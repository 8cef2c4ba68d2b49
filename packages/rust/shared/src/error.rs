//! Error types for Courier.
//!
//! Library crates use [`CourierError`] via `thiserror`.
//! The CLI wraps this with `color-eyre` for rich diagnostics.

use std::path::PathBuf;

/// Top-level error type for all Courier operations.
#[derive(Debug, thiserror::Error)]
pub enum CourierError {
    /// Configuration loading or validation error.
    #[error("config error: {message}")]
    Config { message: String },

    /// Transport-level failure talking to an external service.
    #[error("network error: {0}")]
    Network(String),

    /// The external service answered but asked us to come back later
    /// (rate limit, 5xx, timeout).
    #[error("transient external error: {0}")]
    Transient(String),

    /// The external service rejected the input for good (malformed input,
    /// missing resource). Retrying with the same input cannot succeed.
    #[error("permanent external error: {0}")]
    Permanent(String),

    /// Database or storage layer error.
    #[error("storage error: {0}")]
    Storage(String),

    /// Lost an optimistic-concurrency race on an item or record.
    #[error("concurrency conflict: {0}")]
    Conflict(String),

    /// Filesystem I/O error.
    #[error("I/O error at {path:?}: {source}")]
    Io {
        path: PathBuf,
        source: std::io::Error,
    },

    /// Data validation error (schema mismatch, invalid format, etc.).
    #[error("validation error: {message}")]
    Validation { message: String },

    /// Response or payload parsing error.
    #[error("parse error: {message}")]
    Parse { message: String },
}

/// Convenience alias used throughout the codebase.
pub type Result<T> = std::result::Result<T, CourierError>;

impl CourierError {
    /// Create a config error from any displayable message.
    pub fn config(msg: impl Into<String>) -> Self {
        Self::Config {
            message: msg.into(),
        }
    }

    /// Create a parse error from any displayable message.
    pub fn parse(msg: impl Into<String>) -> Self {
        Self::Parse {
            message: msg.into(),
        }
    }

    /// Create a validation error from any displayable message.
    pub fn validation(msg: impl Into<String>) -> Self {
        Self::Validation {
            message: msg.into(),
        }
    }

    /// Wrap a `std::io::Error` with a path for context.
    pub fn io(path: impl Into<PathBuf>, source: std::io::Error) -> Self {
        Self::Io {
            path: path.into(),
            source,
        }
    }

    /// Wrap any displayable backend error as a storage error.
    pub fn storage(err: impl std::fmt::Display) -> Self {
        Self::Storage(err.to_string())
    }

    /// Whether retrying the same call later can succeed.
    ///
    /// Storage errors are not retryable here; they are retried at the
    /// persistence boundary only.
    pub fn is_retryable(&self) -> bool {
        matches!(self, Self::Network(_) | Self::Transient(_))
    }

    /// Whether this error must halt the whole pipeline.
    pub fn is_storage(&self) -> bool {
        matches!(self, Self::Storage(_) | Self::Io { .. })
    }
}

#[cfg(test)]
mod tests {
    use super::*;

    #[test]
    fn error_display_formatting() {
        let err = CourierError::config("missing stage list");
        assert_eq!(err.to_string(), "config error: missing stage list");

        let err = CourierError::validation("ordinal 4 is out of sequence");
        assert!(err.to_string().contains("ordinal 4"));
    }

    #[test]
    fn retry_classification() {
        assert!(CourierError::Network("connection reset".into()).is_retryable());
        assert!(CourierError::Transient("HTTP 429".into()).is_retryable());
        assert!(!CourierError::Permanent("HTTP 404".into()).is_retryable());
        assert!(!CourierError::parse("bad json").is_retryable());
        assert!(!CourierError::storage("disk full").is_retryable());
    }

    #[test]
    fn storage_classification() {
        assert!(CourierError::storage("disk full").is_storage());
        assert!(!CourierError::Conflict("version 3".into()).is_storage());
    }
}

• WHAT THE TASK REQUIRES: The response should be the listing above, limited to the lines between the one holding "limit, 5xx, timeout)." and the one holding "pub fn config(msg: impl", inclusive, reproduced exactly.

• ANSWER FOR THIS EXERCISE:
    /// (rate limit, 5xx, timeout).
    #[error("transient external error: {0}")]
    Transient(String),

    /// The external service rejected the input for good (malformed input,
    /// missing resource). Retrying with the same input cannot succeed.
    #[error("permanent external error: {0}")]
    Permanent(String),

    /// Database or storage layer error.
    #[error("storage error: {0}")]
    Storage(String),

    /// Lost an optimistic-concurrency race on an item or record.
    #[error("concurrency conflict: {0}")]
    Conflict(String),

    /// Filesystem I/O error.
    #[error("I/O error at {path:?}: {source}")]
    Io {
        path: PathBuf,
        source: std::io::Error,
    },

    /// Data validation error (schema mismatch, invalid format, etc.).
    #[error("validation error: {message}")]
    Validation { message: String },

    /// Response or payload parsing error.
    #[error("parse error: {message}")]
    Parse { message: String },
}

/// Convenience alias used throughout the codebase.
pub type Result<T> = std::result::Result<T, CourierError>;

impl CourierError {
    /// Create a config error from any displayable message.
    pub fn config(msg: impl Into<String>) -> Self {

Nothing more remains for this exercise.